Introduction Intercostal thoracic surgical incisions are painful and in the postoperative period following open or thoracoscopic surgery patients typically require significant amounts of opioids to provide adequate perioperative analgesia. However, the use of opioids is commonly associated with adverse effects such as opioid-induced hyperalgesia, sedation, nausea and vomiting, and postoperative ileus. It is recognised that these complications can delay patient mobilisation and hospital discharge. We have successfully piloted the use of opioid-free anaesthesia (OFA) in patients undergoing lung cancer resection at our centre. Methods All data were recorded prospectively.

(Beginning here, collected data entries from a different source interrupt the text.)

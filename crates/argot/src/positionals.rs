use crate::error::Result;
use crate::numeric::{parse_float, parse_int};

/// Leftover arguments that were neither options nor a command.
#[derive(Debug, Clone, Default)]
pub struct Positionals {
    args: Vec<String>,
}

impl Positionals {
    /// An empty list.
    pub fn new() -> Self {
        Self::default()
    }

    pub(crate) fn push(&mut self, arg: impl Into<String>) {
        self.args.push(arg.into());
    }

    /// Whether no positional arguments were collected.
    pub fn is_empty(&self) -> bool {
        self.args.is_empty()
    }

    /// Number of positional arguments collected.
    pub fn len(&self) -> usize {
        self.args.len()
    }

    /// The positional at `index`, in command-line order.
    pub fn get(&self, index: usize) -> Option<&str> {
        self.args.get(index).map(String::as_str)
    }

    /// All positionals in command-line order.
    pub fn as_slice(&self) -> &[String] {
        &self.args
    }

    /// Parse every positional as an integer, failing on the first bad one.
    pub fn as_ints(&self) -> Result<Vec<i32>> {
        self.args.iter().map(|arg| parse_int(arg)).collect()
    }

    /// Parse every positional as a float, failing on the first bad one.
    pub fn as_floats(&self) -> Result<Vec<f64>> {
        self.args.iter().map(|arg| parse_float(arg)).collect()
    }
}
use indexmap::IndexMap;

/// Insertion-ordered map from alias to a handle into a parser-owned store.
///
/// Several aliases may point at the same handle (`"verbose v"`). The map only
/// holds `Copy` handles, never the options or parsers themselves.
#[derive(Debug, Clone)]
pub struct AliasMap<H> {
    entries: IndexMap<String, H>,
}

impl<H> Default for AliasMap<H> {
    fn default() -> Self {
        Self {
            entries: IndexMap::new(),
        }
    }
}

impl<H: Copy> AliasMap<H> {
    /// An empty map.
    pub fn new() -> Self {
        Self::default()
    }

    /// Register `key` for `handle`. A later registration of the same key wins.
    pub fn add(&mut self, key: &str, handle: H) {
        if self.entries.insert(key.to_string(), handle).is_some() {
            tracing::warn!(alias = key, "alias registered twice; the later registration wins");
        }
    }

    /// Split `keys` on ASCII spaces and register each piece for `handle`.
    pub fn add_split(&mut self, keys: &str, handle: H) {
        for key in keys.split(' ').filter(|k| !k.is_empty()) {
            self.add(key, handle);
        }
    }

    /// The handle registered for `key`.
    pub fn get(&self, key: &str) -> Option<H> {
        self.entries.get(key).copied()
    }

    pub fn contains(&self, key: &str) -> bool {
        self.entries.contains_key(key)
    }

    /// Number of aliases, not of distinct handles.
    pub fn len(&self) -> usize {
        self.entries.len()
    }

    pub fn is_empty(&self) -> bool {
        self.entries.is_empty()
    }

    /// Aliases and their handles in registration order.
    pub fn iter(&self) -> impl Iterator<Item = (&str, H)> + '_ {
        self.entries.iter().map(|(k, h)| (k.as_str(), *h))
    }
}

#[cfg(test)]
mod tests {
    use super::*;

    #[test]
    fn split_keys_share_one_handle() {
        let mut map = AliasMap::new();
        map.add_split("bool b", 0usize);
        map.add_split("  string   s ", 1usize);

        assert_eq!(map.get("bool"), Some(0));
        assert_eq!(map.get("b"), Some(0));
        assert_eq!(map.get("s"), Some(1));
        assert!(map.contains("string"));
        assert!(!map.contains(""));
        assert_eq!(map.get("missing"), None);

        let order: Vec<&str> = map.iter().map(|(k, _)| k).collect();
        assert_eq!(order, vec!["bool", "b", "string", "s"]);
    }

    #[test]
    fn duplicate_alias_keeps_position_and_takes_new_handle() {
        let mut map = AliasMap::new();
        map.add("x", 0usize);
        map.add("y", 1usize);
        map.add("x", 2usize);

        assert_eq!(map.len(), 2);
        assert_eq!(map.get("x"), Some(2));
        assert_eq!(map.iter().next(), Some(("x", 2)));
    }
}
use anyhow::Result;
use argot::Parser;
use tracing_subscriber::{EnvFilter, fmt};

const HELPTEXT: &str = "\
Usage: argot [FLAGS] [OPTIONS] [ARGUMENTS]
       argot boo [FLAGS] [OPTIONS] [ARGUMENTS]

Parses its own command line and prints what it found.

Flags:
  -b, --bool            Boolean flag
      --json            Print the parse result as JSON
  -h, --help            Print this help text and exit
  -v, --version         Print the version number and exit

Options:
  -s, --string <str>    String option (default: \"default\")
  -i, --int <int>       Integer option (default: 123)
  -f, --float <float>   Floating-point option (default: 1.0)
  -l, --list <str>...   Greedy string option

Commands:
  boo                   Demo command
  help <command>        Print a command's help text";

const BOO_HELPTEXT: &str = "\
Usage: argot boo [FLAGS] [OPTIONS] [ARGUMENTS]

Demo command. Prints its own parse result when it runs.

Flags:
  -f, --foo             Boolean flag
  -h, --help            Print this help text and exit

Options:
  -b, --bar <str>       String option (default: \"default\")";

fn main() -> Result<()> {
    init_tracing();

    let mut parser = build_parser();
    parser.parse_env();

    tracing::debug!(
        command = parser.command_name().unwrap_or("<none>"),
        "arguments parsed"
    );

    if parser.found("json") {
        println!("{}", serde_json::to_string_pretty(&parser.snapshot())?);
    } else {
        parser.print();
    }
    Ok(())
}

fn build_parser() -> Parser {
    let mut parser = Parser::new();
    parser
        .helptext(HELPTEXT)
        .version(format!("argot {}", env!("CARGO_PKG_VERSION")));

    parser.flag("bool b");
    parser.flag("json");
    parser.str_opt("string s", "default");
    parser.int_opt("int i", 123);
    parser.float_opt("float f", 1.0);
    parser.str_opt("list l", "").greedy(true);

    let boo = parser.cmd("boo");
    boo.helptext(BOO_HELPTEXT);
    boo.flag("foo f");
    boo.str_opt("bar b", "default");
    boo.callback(|name, cmd| {
        tracing::debug!(command = name, "running callback");
        println!("---------- callback: {name} ----------");
        cmd.print();
        println!("---------------------------------\n");
    });

    parser
}

fn init_tracing() {
    let filter = EnvFilter::try_from_default_env().unwrap_or_else(|_| EnvFilter::new("warn"));
    fmt()
        .with_env_filter(filter)
        .with_writer(std::io::stderr)
        .with_target(false)
        .compact()
        .init();
}
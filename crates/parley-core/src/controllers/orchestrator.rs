//! Fans user input and scheduled tasks out to the assistant controllers and
//! republishes what they report to the presentation layer.

use std::collections::HashMap;
use std::sync::Arc;

use async_trait::async_trait;
use parking_lot::RwLock;
use tokio::sync::{Mutex as AsyncMutex, Semaphore};
use tokio::task::JoinHandle;
use tracing::{debug, error, info, warn};

use super::run_controller::{AssistantRunController, RunContext, RunEventSink, RunSettings};
use super::scheduler::TaskEventHandler;
use crate::error::{ParleyError, ParleyResult};
use crate::factories::ClientRegistry;
use crate::functions::FunctionRegistry;
use crate::models::{
    AppEvent, Attachment, Conversation, DiagnosticsStore, LockedMap, ProcessingGuard,
    ProcessingStates, RunEvent, RunEventKind, RunState, RunSummary, RunUpdateStatus, TaskEvent,
    UpdatePayload, ViewEvent,
};
use crate::providers::ConnectionState;
use crate::repositories::ThreadRepository;
use crate::services::{
    ConversationThreadStore, DEFAULT_THREAD_NAME, EventBus, SCHEDULED_PREFIX, download_artifacts,
    generate_title,
};
use crate::settings::models::{AssistantConfig, ClientType, Settings};
use crate::settings::repositories::SettingsRepository;

/// Diagnostics outcome of a completed run that left no assistant text behind.
const MISSING_REPLY_OUTCOME: &str = "No message was found from the assistant in the thread. \
    This may be due to rate limiting; check the diagnostics for details.";

/// Everything the orchestrator works with, built once at process start.
pub struct OrchestratorContext {
    pub settings: Arc<RwLock<Settings>>,
    pub settings_repository: Arc<dyn SettingsRepository>,
    pub clients: Arc<ClientRegistry>,
    pub thread_repository: Arc<dyn ThreadRepository>,
    pub functions: Arc<FunctionRegistry>,
    pub bus: Arc<EventBus>,
    pub diagnostics: Arc<DiagnosticsStore>,
}

/// One piece of user input for one or more assistants.
#[derive(Clone, Debug, Default)]
pub struct SubmitRequest {
    pub text: String,
    pub assistants: Vec<String>,
    /// Target thread; a new thread is created when absent or unknown.
    pub thread_name: Option<String>,
    pub scheduled: bool,
    pub attachments: Vec<Attachment>,
}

The anaesthetic technique comprised induction of anaesthesia with i.v. lidocaine, propofol and non-depolarizing muscle relaxant; loco-regional analgesia (i.e. serratus anterior plane block or paravertebral block) and pre-incision paracetamol, parecoxib and magnesium sulphate as routine. Clonidine and phrenic nerve blocks were also used in selected patients. All patients received postoperative patient controlled analgesia with morphine. Continuous data is presented as mean ± standard deviation; non-parametric data is expressed as median (interquartile range). Results During the pilot, 37 patients were included in the study: 23 male and 14 female. The mean age was 67.7 ± 10.3 years. The mean BMI was 28.3 ± 5.7 kg/m2with median ASA status 3 (range 2 - 4). The mean percentage predicted FEV1was 88.0 ± 23.1%. The mean 6-minute walk test distance was 367 ± 108m. The surgeries included 32 lobectomies and 5 anatomical segmentectomies; 31 procedures were performed thoracoscopically (28 uniportal, 2 subxiphoid and 1 multiportal) and 6 were performed by thoracotomy. The mean duration of surgery was 189 ± 58 minutes. The mean length of stay in the postanaesthetic recovery area was 114 ± 37 minutes. The mean opioid consumption of the patients within the first 24 hours was 15.5 ± 20.7mg. The median hospital length of stay was 3 days (IQR 2-4). Conclusion We have demonstrated that OFA is feasible and safe in patients undergoing thoracic surgery and it should be considered as part of the enhanced recovery programmes, to minimise the complications associated with the perioperative use of opioids.